At least 70 people including children are known to have died in the rebel-held town of Douma.
Experts claim the evidence points to the use of a chemical agent and are once again blaming the Syrian regime.
"2013 was a hallmark attack after which Syria was supposed to dismantle, having declared all their chemical warfare agent stocks," said Andy Oppenheimer, a nuclear, biological and chemical weapons expert. "They had a considerable stock, probably the biggest in the world after the main superpowers, but they obviously haven't declared all of it and they certainly didn't declare any of their chlorine."
International condemnation has been widespread with U.S President Trump hitting out at the Syrian President Bashar al-Assad saying there will be a high price to pay.
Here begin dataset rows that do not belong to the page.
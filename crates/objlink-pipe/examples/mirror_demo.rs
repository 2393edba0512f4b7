//! Two objlink sessions talking over an in-process pipe.
//!
//! One side exposes a `Garage` whose cars can be added, inspected through a
//! getter/setter pair, and walked with an async iterator; the other side
//! drives it purely through stubs.
//!
//! ```text
//! RUST_LOG=debug cargo run -p objlink-pipe --example mirror_demo
//! ```

use anyhow::Result;
use futures::StreamExt;
use objlink::{ClassDef, IteratorKind, Record, RpcError, Session, Value};
use tracing_subscriber::EnvFilter;

fn garage_seed() -> Value {
    let car = ClassDef::builder("Car")
        .getter_setter(
            "owner",
            |obj| Ok(obj.field("_owner").unwrap_or(Value::Null)),
            |obj, v| {
                obj.set_field("_owner", v);
                Ok(())
            },
        )
        .property("model")
        .build();

    let garage_iter = ClassDef::builder("GarageIter")
        .method_sync("next", |iter, _args| {
            let index = iter.field("_index").and_then(|v| v.as_f64()).unwrap_or(0.0) as usize;
            let garage = iter
                .field("_garage")
                .ok_or_else(|| RpcError::user("iterator lost its garage"))?;
            let garage = garage
                .as_object()
                .ok_or_else(|| RpcError::user("iterator lost its garage"))?
                .clone();
            let cars = garage.field("_cars").unwrap_or(Value::List(vec![]));
            let cars = cars.as_list().unwrap_or(&[]).to_vec();
            iter.set_field("_index", Value::from((index + 1) as f64));
            match cars.get(index) {
                Some(car) => Ok(Value::record([
                    ("value", car.clone()),
                    ("done", Value::from(false)),
                ])),
                None => Ok(Value::record([("done", Value::from(true))])),
            }
        })
        .build();

    let garage = ClassDef::builder("Garage")
        .method("addCar", {
            let car = car.clone();
            move |garage, args| {
                let car = car.clone();
                async move {
                    let model = args
                        .first()
                        .and_then(Value::as_str)
                        .ok_or_else(|| RpcError::user("addCar needs a model name"))?
                        .to_string();
                    let new_car = car.instance(Record::from([
                        ("model".to_string(), Value::from(model)),
                        ("_owner".to_string(), Value::from("nobody")),
                    ]));
                    let mut cars = garage
                        .field("_cars")
                        .and_then(|v| v.as_list().map(<[Value]>::to_vec))
                        .unwrap_or_default();
                    cars.push(new_car.clone());
                    garage.set_field("_cars", Value::List(cars));
                    Ok(new_car)
                }
            }
        })
        .getter("count", |garage| {
            let count = garage
                .field("_cars")
                .and_then(|v| v.as_list().map(<[Value]>::len))
                .unwrap_or(0);
            Ok(Value::from(count as f64))
        })
        .iterator(IteratorKind::AsyncIterator, {
            let garage_iter = garage_iter.clone();
            move |garage| {
                Ok(garage_iter.instance(Record::from([
                    ("_index".to_string(), Value::from(0.0)),
                    ("_garage".to_string(), Value::Object(garage)),
                ])))
            }
        })
        .build();

    garage.instance(Record::from([("_cars".to_string(), Value::List(vec![]))]))
}

#[tokio::main]
async fn main() -> Result<()> {
    tracing_subscriber::fmt()
        .with_env_filter(EnvFilter::from_default_env())
        .init();

    let (side_a, side_b) = objlink_pipe::pair();
    let _server = Session::start(side_a, garage_seed());
    let client = Session::start(side_b, Value::Null);

    let garage = client.remote_start().await?;
    let garage = garage.as_stub().expect("seed is a classed object");

    let flintmobile = garage
        .invoke("addCar", vec![Value::from("Flintmobile")])
        .await?;
    let flintmobile = flintmobile.as_stub().expect("cars arrive as stubs");
    garage.invoke("addCar", vec![Value::from("Cyclemobile")]).await?;

    println!("cars in garage: {:?}", garage.get("count").await?);
    println!("model (local property read): {:?}", flintmobile.property("model"));

    flintmobile.set("owner", Value::from("Fred")).await?;
    println!("owner after set: {:?}", flintmobile.get("owner").await?);

    let mut cars = garage.iterate().await?;
    while let Some(car) = cars.next().await {
        let car = car?;
        let car = car.as_stub().expect("iteration yields stubs");
        println!(
            "garage holds {:?} owned by {:?}",
            car.property("model"),
            car.get("owner").await?
        );
    }

    Ok(())
}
Both Syria and its ally Russia have denied a chemical attack took place in the area, which is near the capital Damascus. It was Russia that was first to request that the Security Council meet though no specific reason was given. That request was closely followed by another from the United States, France, Britain, Sweden, Poland, the Netherlands, Kuwait, Peru and Ivory Coast. Their request specifically named the alleged chemical attack as the reason for the meeting.